Abstract
Automated neural circuit reconstruction through electron microscopy (EM) images is a challenging problem. In this paper, we present a novel method that exploits multi-scale contextual information together with Radon-like features (RLF) to learn a series of discrimi-native models. The main idea is to build a framework which is capable of extracting information about cell membranes from a large contextual area of an EM image in a computationally efficient way. Toward this goal, we extract RLF that can be computed efficiently from the input image and generate a scale-space representation of the context images that are obtained at the output of each discriminative model in the series. Compared to a single-scale model, the use of a multi-scale representation of the context image gives the subsequent classifiers access to a larger contextual area in an effective way. Our strategy is general and independent of the classifier and has the potential to be used in any context based framework. We demonstrate that our method outperforms the state-of-the-art algorithms in detection of neuron membranes in EM images.
Keywords: Machine learning, Membrane detection, Neural circuit reconstruction, Multi-scale context, Radon-like features (RLF)
1 Introduction
Electron microscopy (EM) is an imaging technique that can generate nanoscale images that contain enough details for reconstruction of the connectome, i.e., the wiring diagram of neural processes in the mammalian nervous system [4, 11]. Because of the large number and size of images, their manual analysis is infeasible and in some cases may take more than a decade [3]. Hence, automated image analysis is required. However, fully automatic reconstruction of the connectome is challenging because of the complex intracellular structures, noisy texture, and the large variation in the physical topologies of cells [5]. Therefore, a successful automated method must overcome these issues in order to reconstruct the neural circuit with high accuracy.

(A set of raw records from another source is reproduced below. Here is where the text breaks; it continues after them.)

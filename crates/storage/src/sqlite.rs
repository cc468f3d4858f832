//! SQLite storage: a read-only statement executor and a chat transcript store.
//!
//! The executor runs each statement on one connection with
//! `PRAGMA query_only` switched on, inside a transaction that is always
//! rolled back. The chat store keeps turns in a single `chat_history` table.

use async_trait::async_trait;
use chrono::{DateTime, Utc};
use quarry_core::error::StorageError;
use quarry_core::storage::{ChatStore, ChatTurn, QueryExecutor, Row};
use serde_json::Value;
use sqlx::sqlite::{SqliteConnectOptions, SqliteJournalMode, SqlitePoolOptions, SqliteRow};
use sqlx::{Column, Connection, Row as _, SqlitePool, TypeInfo, ValueRef};
use std::str::FromStr;
use tracing::{debug, info, warn};

/// Open a SQLite pool.
///
/// Pass `"sqlite::memory:"` for an ephemeral database (useful for tests).
/// In-memory databases are private to one connection, so their pool is
/// capped at a single connection.
pub async fn open_pool(url: &str) -> Result<SqlitePool, StorageError> {
    let in_memory = url.contains(":memory:");
    let mut options = SqliteConnectOptions::from_str(url)
        .map_err(|e| StorageError::Connection(format!("Invalid SQLite URL: {e}")))?
        .create_if_missing(true);
    if !in_memory {
        options = options.journal_mode(SqliteJournalMode::Wal);
    }

    SqlitePoolOptions::new()
        .max_connections(if in_memory { 1 } else { 4 })
        .connect_with(options)
        .await
        .map_err(|e| StorageError::Connection(format!("Failed to open SQLite: {e}")))
}

fn query_failed(e: sqlx::Error) -> StorageError {
    match e {
        sqlx::Error::Database(db) => StorageError::QueryFailed(db.message().to_string()),
        other => StorageError::QueryFailed(other.to_string()),
    }
}

/// Engine-side write refusals become [`StorageError::Rejected`].
fn execution_failed(e: sqlx::Error) -> StorageError {
    if let sqlx::Error::Database(db) = &e {
        if db.message().contains("readonly database") {
            return StorageError::Rejected(db.message().to_string());
        }
    }
    query_failed(e)
}

/// Executes read-only statements against a SQLite database.
pub struct SqliteExecutor {
    pool: SqlitePool,
}

impl SqliteExecutor {
    pub async fn connect(url: &str) -> Result<Self, StorageError> {
        let pool = open_pool(url).await?;
        info!("SQLite executor connected");
        Ok(Self { pool })
    }

    /// Create from an existing pool (useful for seeding test data).
    pub fn from_pool(pool: SqlitePool) -> Self {
        Self { pool }
    }

    async fn run(conn: &mut sqlx::SqliteConnection, statement: &str) -> Result<Vec<Row>, StorageError> {
        let mut tx = conn.begin().await.map_err(query_failed)?;
        let result = sqlx::query(statement).fetch_all(&mut *tx).await;
        if let Err(e) = tx.rollback().await {
            warn!(error = %e, "Rollback failed");
        }
        result.map_err(execution_failed)?.iter().map(row_to_json).collect()
    }
}

#[async_trait]
impl QueryExecutor for SqliteExecutor {
    fn name(&self) -> &str {
        "sqlite"
    }

    async fn execute(&self, statement: &str) -> Result<Vec<Row>, StorageError> {
        let mut conn = self
            .pool
            .acquire()
            .await
            .map_err(|e| StorageError::Connection(e.to_string()))?;

        sqlx::query("PRAGMA query_only = ON")
            .execute(&mut *conn)
            .await
            .map_err(query_failed)?;

        let result = Self::run(&mut *conn, statement).await;

        // The connection goes back to the pool either way.
        if let Err(e) = sqlx::query("PRAGMA query_only = OFF").execute(&mut *conn).await {
            warn!(error = %e, "Failed to reset query_only; detaching connection");
            conn.detach();
        }

        if let Ok(rows) = &result {
            debug!(rows = rows.len(), "SQLite statement executed");
        }
        result
    }
}

/// Convert a row into a JSON object keyed by column name.
///
/// SQLite values carry their own storage class, which decides the JSON type.
fn row_to_json(row: &SqliteRow) -> Result<Row, StorageError> {
    let mut out = Row::new();
    for (i, column) in row.columns().iter().enumerate() {
        let raw = row.try_get_raw(i).map_err(query_failed)?;
        let value = if raw.is_null() {
            Value::Null
        } else {
            let storage_class = raw.type_info().name().to_string();
            match storage_class.as_str() {
                "INTEGER" | "BOOLEAN" => Value::from(row.try_get_unchecked::<i64, _>(i).map_err(query_failed)?),
                "REAL" | "NUMERIC" => row
                    .try_get_unchecked::<f64, _>(i)
                    .map(Value::from)
                    .map_err(query_failed)?,
                "BLOB" => {
                    let bytes = row.try_get_unchecked::<Vec<u8>, _>(i).map_err(query_failed)?;
                    Value::String(String::from_utf8_lossy(&bytes).into_owned())
                }
                _ => Value::String(row.try_get_unchecked::<String, _>(i).map_err(query_failed)?),
            }
        };
        insert_column(&mut out, column.name(), value);
    }
    Ok(out)
}

/// Repeated column names (`SELECT c.id, o.id`) get `_2`, `_3`, ... suffixes
/// instead of overwriting the earlier value.
fn insert_column(row: &mut Row, name: &str, value: Value) {
    if !row.contains_key(name) {
        row.insert(name.to_string(), value);
        return;
    }
    let key = (2..)
        .map(|n| format!("{name}_{n}"))
        .find(|candidate| !row.contains_key(candidate))
        .unwrap_or_else(|| name.to_string());
    debug!(column = name, key = %key, "Duplicate column name renamed");
    row.insert(key, value);
}

/// Chat transcripts in SQLite.
pub struct SqliteChatStore {
    pool: SqlitePool,
}

impl SqliteChatStore {
    /// Open (and migrate) the store at `url`.
    pub async fn new(url: &str) -> Result<Self, StorageError> {
        let store = Self {
            pool: open_pool(url).await?,
        };
        store.run_migrations().await?;
        info!("SQLite chat store initialized");
        Ok(store)
    }

    /// Create from an existing pool (useful for testing).
    pub async fn from_pool(pool: SqlitePool) -> Result<Self, StorageError> {
        let store = Self { pool };
        store.run_migrations().await?;
        Ok(store)
    }

    async fn run_migrations(&self) -> Result<(), StorageError> {
        sqlx::query(
            r#"
            CREATE TABLE IF NOT EXISTS chat_history (
                seq         INTEGER PRIMARY KEY AUTOINCREMENT,
                id          TEXT UNIQUE NOT NULL,
                message     TEXT NOT NULL,
                response    TEXT NOT NULL,
                created_at  TEXT NOT NULL
            )
            "#,
        )
        .execute(&self.pool)
        .await
        .map_err(|e| StorageError::MigrationFailed(format!("chat_history table: {e}")))?;

        Ok(())
    }
}

fn row_to_turn(row: &SqliteRow) -> Result<ChatTurn, StorageError> {
    let created_at: String = row.try_get("created_at").map_err(query_failed)?;
    let created_at = DateTime::parse_from_rfc3339(&created_at)
        .map(|dt| dt.with_timezone(&Utc))
        .map_err(|e| StorageError::QueryFailed(format!("bad created_at: {e}")))?;

    Ok(ChatTurn {
        id: row.try_get("id").map_err(query_failed)?,
        message: row.try_get("message").map_err(query_failed)?,
        response: row.try_get("response").map_err(query_failed)?,
        created_at,
    })
}

#[async_trait]
impl ChatStore for SqliteChatStore {
    fn name(&self) -> &str {
        "sqlite"
    }

    async fn recent(&self, limit: usize) -> Result<Vec<ChatTurn>, StorageError> {
        let rows = sqlx::query(
            "SELECT id, message, response, created_at FROM chat_history ORDER BY seq DESC LIMIT ?",
        )
        .bind(i64::try_from(limit).unwrap_or(i64::MAX))
        .fetch_all(&self.pool)
        .await
        .map_err(query_failed)?;

        let mut turns = rows.iter().map(row_to_turn).collect::<Result<Vec<_>, _>>()?;
        turns.reverse();
        Ok(turns)
    }

    async fn all(&self) -> Result<Vec<ChatTurn>, StorageError> {
        let rows = sqlx::query("SELECT id, message, response, created_at FROM chat_history ORDER BY seq ASC")
            .fetch_all(&self.pool)
            .await
            .map_err(query_failed)?;

        rows.iter().map(row_to_turn).collect()
    }

    async fn append(&self, turn: ChatTurn) -> Result<(), StorageError> {
        sqlx::query("INSERT INTO chat_history (id, message, response, created_at) VALUES (?, ?, ?, ?)")
            .bind(&turn.id)
            .bind(&turn.message)
            .bind(&turn.response)
            .bind(turn.created_at.to_rfc3339())
            .execute(&self.pool)
            .await
            .map_err(query_failed)?;
        Ok(())
    }

    async fn clear(&self) -> Result<(), StorageError> {
        sqlx::query("DELETE FROM chat_history")
            .execute(&self.pool)
            .await
            .map_err(query_failed)?;
        Ok(())
    }
}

Many supervised and unsupervised techniques have been proposed to solve the connectome reconstruction problem. Macke et al. [9] proposed a contour propagation model that minimizes an energy function to find the cell membranes. However, this active contour model can get stuck in local minima due to the complex intracellular structures and may find false boundaries [10]. Vu and Manjunath [12] proposed a graph-cut framework that minimizes an energy defined over the image intensity and the intensity gradient field. But, the graph-cut method might be misled by the complex intracellular structure of the EM images and requires the user to correct segmentation errors. Kumar et al. [7] introduced a set of so-called Radon-like features (RLF), which take into account both texture and geometric information and overcome the problem of complex intracellular structures but only achieve modest accuracy levels due to the lack of a supervised classification scheme.
Supervised methods that use contextual information [2] have been proven successful to solve the reconstruction problem. Jain et al. [5] proposed a convolutional neural network for restoring membranes in EM images. Convolutional networks take advantage of context information from increasingly large regions as one progresses through the layers. To capture context from a large region, however, convolutional networks need many hidden layers, adding significant complexity to training. Jurrus et al. [6] proposed a framework to detect neuron membranes that integrates information from the original image together with contextual information by learning a series of artificial neural networks (ANN). This makes the network much easier to train because the classifiers in the series are trained one at a time and in sequential order.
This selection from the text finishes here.